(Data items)

------------------------------

mod cli;

use std::path::Path;

use anyhow::{Context, Result};
use clap::Parser;
use devhttps::config::{self, Config};
use devhttps::server;
use devhttps::tls::{self, BootstrapOutcome};
use log::{error, info};

fn main() {
    // Handshake failures from browsers that do not trust the dev certificate
    // are expected; keep rustls quiet unless RUST_LOG says otherwise.
    env_logger::Builder::new()
        .format(|buf, record| {
            use std::io::Write;
            writeln!(
                buf,
                "[{} {} {}:{}] {}",
                buf.timestamp_millis(),
                record.level(),
                record.file().unwrap_or("unknown"),
                record.line().unwrap_or(0),
                record.args()
            )
        })
        .filter_level(log::LevelFilter::Info)
        .filter_module("rustls", log::LevelFilter::Error)
        .parse_default_env()
        .init();

    let rt = match tokio::runtime::Runtime::new() {
        Ok(rt) => rt,
        Err(e) => {
            eprintln!("FATAL: Failed to create Tokio runtime: {e}");
            std::process::exit(1);
        }
    };
    if let Err(e) = rt.block_on(real_main()) {
        error!("{e:#}");
        std::process::exit(1);
    }
}

async fn real_main() -> Result<()> {
    let args = cli::Args::parse();

    match args.sub.unwrap_or(cli::Cmd::Serve {
        config: cli::ConfigArgs::default(),
        bind: None,
        static_dir: None,
    }) {
        cli::Cmd::Serve {
            config,
            bind,
            static_dir,
        } => {
            let mut cfg = config::load(config.config.as_deref())?;
            if let Some(bind) = bind {
                cfg.server.bind = bind;
            }
            if let Some(dir) = static_dir {
                cfg.server.static_dir = dir;
            }
            run_server(cfg).await
        }
        cli::Cmd::Cert { config } => {
            let cfg = config::load(config.config.as_deref())?;
            handle_cert(&cfg).await
        }
    }
}

/// Certificate bootstrap must succeed before the listener binds.
async fn run_server(cfg: Config) -> Result<()> {
    bootstrap_certificate(&cfg).await?;
    server::serve(&cfg).await
}

async fn handle_cert(cfg: &Config) -> Result<()> {
    let outcome = bootstrap_certificate(cfg).await?;
    print_path("certificate", &cfg.tls.cert_path);
    print_path("private key", &cfg.tls.key_path);
    if let BootstrapOutcome::Generated(identities) = outcome {
        println!("valid for: localhost {identities}");
    }
    Ok(())
}

fn print_path(label: &str, path: &Path) {
    let shown = path.canonicalize().unwrap_or_else(|_| path.to_path_buf());
    println!("{label}: {}", shown.display());
}

/// RSA key generation is CPU-bound, so it runs on the blocking pool.
async fn bootstrap_certificate(cfg: &Config) -> Result<BootstrapOutcome> {
    let tls_cfg = cfg.tls.clone();
    let outcome = tokio::task::spawn_blocking(move || tls::ensure_certificate(&tls_cfg))
        .await
        .context("Certificate bootstrap task panicked")?
        .context("Failed to generate certificate")?;

    if outcome == BootstrapOutcome::KeptPartial {
        info!("Continuing with incomplete certificate pair as configured");
    }
    Ok(outcome)
}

------------------------------

Count each line above in which the string "process" appears, then state only the total.

*COMPLETED TASK*
2